What was the last thing you saw that was? Theater. Concerts. Film. Television. Isn’t it dominated by the safe and the mundane? Or wait: have they tried to be “original” by doing something merely weird?

I enjoyed Star Wars, but nobody can say it was creative. Somebody will rightly point out that Hamlet was a reworking of an old story and that is true, but the reworking was better in every way. You cannot say that about Star Wars. It was better in technical ways and more true to our contemporary values, but derivative.

And of course it will be suggested that there was much hack work in Shakespeare’s time and that was true. Technology has given us one big disadvantage: the ability of money making, derivative, safe, mediocrity to go viral and shout out the rest is much greater.

David Bowie, I can dimly recall, was “edgy” and “pushed boundaries” in ways that seem quaint at present. He was a passable actor, decent pop musician, and an excellent showman, though Michael Jackson a better musician and showman. David Bowie was original for the time, but a great deal of the originality was in the shock value. “I shall remake myself!” and he did. The prudes would harrumph and some lonely kid somewhere would “relate” and money was made. Meanwhile, drugs were consumed, fans were abused, and the whole process kept lurching along.

And now we have done it so many times that the old bad boys are now dead and the new bad boys can cease to be boys at all to be a bit offensive and even that grows tired after gender is bent for the fiftieth time. Mrs. Grundy would complain, but she left bored.

The NFL seems oddly geriatric to me in the same way: Peyton Manning hardly able to throw fifteen yards without wincing and yet his last game the main story. Why? The next generation of “heroes,” stars under thirty, look so less heroic. Maybe Cam Newton, a Christian and a promising player, can shake his growing pains and become a star. I am sure someone will, but in the age of concussion protocols, the very story line of the game is changing. Is an aging gun slinger now heroic or merely pathetic?

So in some ways the NFL consumed itself looking backward at Super Bowl 50: the games of yesterday, even the players, looking backwards. The old times were not better, but fresher . . .less commercialized (!) or at least they were better at hiding the rot. The NFL needed some Lombardi-Linus to come and remind us what the game was all about by reading from John Facenda, but nobody did and perhaps nobody can. OJ taught us that much of the wholesomeness was an act to cover up the rot of our contemporary rulers.

So much of what we do is intentionally backwards looking: a remake to capture the old audience with a refresh to grab some new folk. We have always done this to some extent, but now the sheer volume can crowd out other choices.

Is this good for us?

There is good news! We are in an era where my kids can film in HD on their phones and they are. We can write books and publish them if we wish . . . and we are. But we are also drowning in waves of decadence: unoriginal material spiced with moral failing. This is new . . . to this extent. Can we endure it?

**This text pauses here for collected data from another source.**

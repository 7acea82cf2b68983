use super::elements;
use crate::core::units::{LengthUnit, UnitError};
use candle_core::{Device, Tensor};
use nalgebra::Point3;
use thiserror::Error;

#[derive(Debug, Error, Clone, PartialEq)]
pub enum BatchError {
    #[error("Batch contains no atoms")]
    EmptyBatch,

    #[error("Length of '{field}' is {found}, expected {expected}")]
    ShapeMismatch {
        field: &'static str,
        expected: usize,
        found: usize,
    },

    #[error("Invalid subsystem indices: {reason}")]
    InvalidSubsystemIndex { reason: String },

    #[error("Atom {atom} has a non-finite position")]
    NonFinitePosition { atom: usize },

    #[error("Atom {atom} has invalid atomic number {atomic_number}")]
    InvalidAtomicNumber { atom: usize, atomic_number: u8 },

    #[error("Batch of {0} atoms exceeds the supported index range")]
    TooManyAtoms(usize),
}

/// A minibatch of independent molecules stored as flat per-atom arrays.
///
/// Atoms of one molecule need not be contiguous: `subsystem_indices[a]` names the molecule of atom
/// `a`, and the indices must form the dense range `0..M`. All invariants are checked in
/// [`AtomSystemBatch::new`], after which the batch is immutable.
#[derive(Debug, Clone, PartialEq)]
pub struct AtomSystemBatch {
    positions: Vec<Point3<f64>>,
    atomic_numbers: Vec<u8>,
    subsystem_indices: Vec<usize>,
    total_charge: Vec<f64>,
    length_unit: LengthUnit,
    number_of_molecules: usize,
}

impl AtomSystemBatch {
    pub fn new(
        positions: Vec<Point3<f64>>,
        atomic_numbers: Vec<u8>,
        subsystem_indices: Vec<usize>,
        total_charge: Vec<f64>,
        length_unit: LengthUnit,
    ) -> Result<Self, BatchError> {
        let n = positions.len();
        if n == 0 {
            return Err(BatchError::EmptyBatch);
        }
        if n > u32::MAX as usize {
            return Err(BatchError::TooManyAtoms(n));
        }
        if atomic_numbers.len() != n {
            return Err(BatchError::ShapeMismatch {
                field: "atomic_numbers",
                expected: n,
                found: atomic_numbers.len(),
            });
        }
        if subsystem_indices.len() != n {
            return Err(BatchError::ShapeMismatch {
                field: "subsystem_indices",
                expected: n,
                found: subsystem_indices.len(),
            });
        }

        let number_of_molecules = validate_dense_indices(&subsystem_indices)?;
        if total_charge.len() != number_of_molecules {
            return Err(BatchError::ShapeMismatch {
                field: "total_charge",
                expected: number_of_molecules,
                found: total_charge.len(),
            });
        }

        if let Some(atom) = positions
            .iter()
            .position(|p| !p.coords.iter().all(|c| c.is_finite()))
        {
            return Err(BatchError::NonFinitePosition { atom });
        }
        if let Some((atom, &atomic_number)) = atomic_numbers
            .iter()
            .enumerate()
            .find(|&(_, &z)| !elements::is_valid_atomic_number(z))
        {
            return Err(BatchError::InvalidAtomicNumber {
                atom,
                atomic_number,
            });
        }

        Ok(Self {
            positions,
            atomic_numbers,
            subsystem_indices,
            total_charge,
            length_unit,
            number_of_molecules,
        })
    }

    /// Builds a batch of charge-neutral molecules in nanometers.
    pub fn neutral(
        positions: Vec<Point3<f64>>,
        atomic_numbers: Vec<u8>,
        subsystem_indices: Vec<usize>,
    ) -> Result<Self, BatchError> {
        // an index past the atom count is reported by `new`
        let molecules = subsystem_indices
            .iter()
            .max()
            .map_or(0, |&m| m.saturating_add(1))
            .min(subsystem_indices.len());
        Self::new(
            positions,
            atomic_numbers,
            subsystem_indices,
            vec![0.0; molecules],
            LengthUnit::Nanometer,
        )
    }

    pub fn number_of_atoms(&self) -> usize {
        self.positions.len()
    }

    pub fn number_of_molecules(&self) -> usize {
        self.number_of_molecules
    }

    pub fn positions(&self) -> &[Point3<f64>] {
        &self.positions
    }

    pub fn atomic_numbers(&self) -> &[u8] {
        &self.atomic_numbers
    }

    pub fn subsystem_indices(&self) -> &[usize] {
        &self.subsystem_indices
    }

    pub fn total_charge(&self) -> &[f64] {
        &self.total_charge
    }

    pub fn length_unit(&self) -> LengthUnit {
        self.length_unit
    }

    pub fn require_nanometer(&self) -> Result<(), UnitError> {
        if self.length_unit != LengthUnit::Nanometer {
            return Err(UnitError::Mismatch {
                quantity: "positions",
                expected: LengthUnit::Nanometer,
                found: self.length_unit,
            });
        }
        Ok(())
    }

    pub fn atoms_per_molecule(&self) -> Vec<usize> {
        let mut counts = vec![0; self.number_of_molecules];
        for &m in &self.subsystem_indices {
            counts[m] += 1;
        }
        counts
    }

    /// Returns a copy of the batch with new coordinates, keeping every other array.
    pub fn with_positions(&self, positions: Vec<Point3<f64>>) -> Result<Self, BatchError> {
        Self::new(
            positions,
            self.atomic_numbers.clone(),
            self.subsystem_indices.clone(),
            self.total_charge.clone(),
            self.length_unit,
        )
    }

    /// Extracts the given molecules into a new batch, renumbering them densely in the order given.
    pub fn select_molecules(&self, molecules: &[usize]) -> Result<Self, BatchError> {
        let mut remap = vec![None; self.number_of_molecules];
        for (new_index, &old_index) in molecules.iter().enumerate() {
            let slot = remap
                .get_mut(old_index)
                .ok_or_else(|| BatchError::InvalidSubsystemIndex {
                    reason: format!("molecule {old_index} does not exist in the batch"),
                })?;
            if slot.is_some() {
                return Err(BatchError::InvalidSubsystemIndex {
                    reason: format!("molecule {old_index} selected more than once"),
                });
            }
            *slot = Some(new_index);
        }

        let mut positions = Vec::new();
        let mut atomic_numbers = Vec::new();
        let mut subsystem_indices = Vec::new();
        for (atom, &m) in self.subsystem_indices.iter().enumerate() {
            if let Some(new_index) = remap[m] {
                positions.push(self.positions[atom]);
                atomic_numbers.push(self.atomic_numbers[atom]);
                subsystem_indices.push(new_index);
            }
        }
        let total_charge = molecules.iter().map(|&m| self.total_charge[m]).collect();

        Self::new(
            positions,
            atomic_numbers,
            subsystem_indices,
            total_charge,
            self.length_unit,
        )
    }

    /// Positions as an `[N, 3]` tensor.
    pub fn positions_tensor(&self, device: &Device) -> candle_core::Result<Tensor> {
        let flat: Vec<f64> = self
            .positions
            .iter()
            .flat_map(|p| [p.x, p.y, p.z])
            .collect();
        Tensor::from_vec(flat, (self.number_of_atoms(), 3), device)
    }

    pub fn atomic_numbers_tensor(&self, device: &Device) -> candle_core::Result<Tensor> {
        let ids: Vec<u32> = self.atomic_numbers.iter().map(|&z| u32::from(z)).collect();
        Tensor::from_vec(ids, self.number_of_atoms(), device)
    }

    pub fn subsystem_indices_tensor(&self, device: &Device) -> candle_core::Result<Tensor> {
        let ids: Vec<u32> = self.subsystem_indices.iter().map(|&m| m as u32).collect();
        Tensor::from_vec(ids, self.number_of_atoms(), device)
    }
}

fn validate_dense_indices(indices: &[usize]) -> Result<usize, BatchError> {
    let Some(&max) = indices.iter().max() else {
        return Err(BatchError::EmptyBatch);
    };
    if max >= indices.len() {
        return Err(BatchError::InvalidSubsystemIndex {
            reason: format!(
                "{} atoms cannot cover molecule indices 0..={max}",
                indices.len()
            ),
        });
    }
    let number_of_molecules = max + 1;
    let mut seen = vec![false; number_of_molecules];
    for &m in indices {
        seen[m] = true;
    }
    if let Some(missing) = seen.iter().position(|&s| !s) {
        return Err(BatchError::InvalidSubsystemIndex {
            reason: format!("molecule index {missing} is missing from the range 0..={max}"),
        });
    }
    Ok(number_of_molecules)
}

I know we can, but only if we pause, stop, think about it, and decide to quit. We can stop rewarding remakes, inferior imitation. Bluntly: we must stop consuming so much. There is not enough quality to fill our demand and so the easily generated junk culture risks overwhelming us. The GOP has moved past the Bush dynasty, the Democrats can let their do-over go.

Let’s pass on a bag of chips from yesterday and eat some really good home cooked food made with creativity and love tomorrow.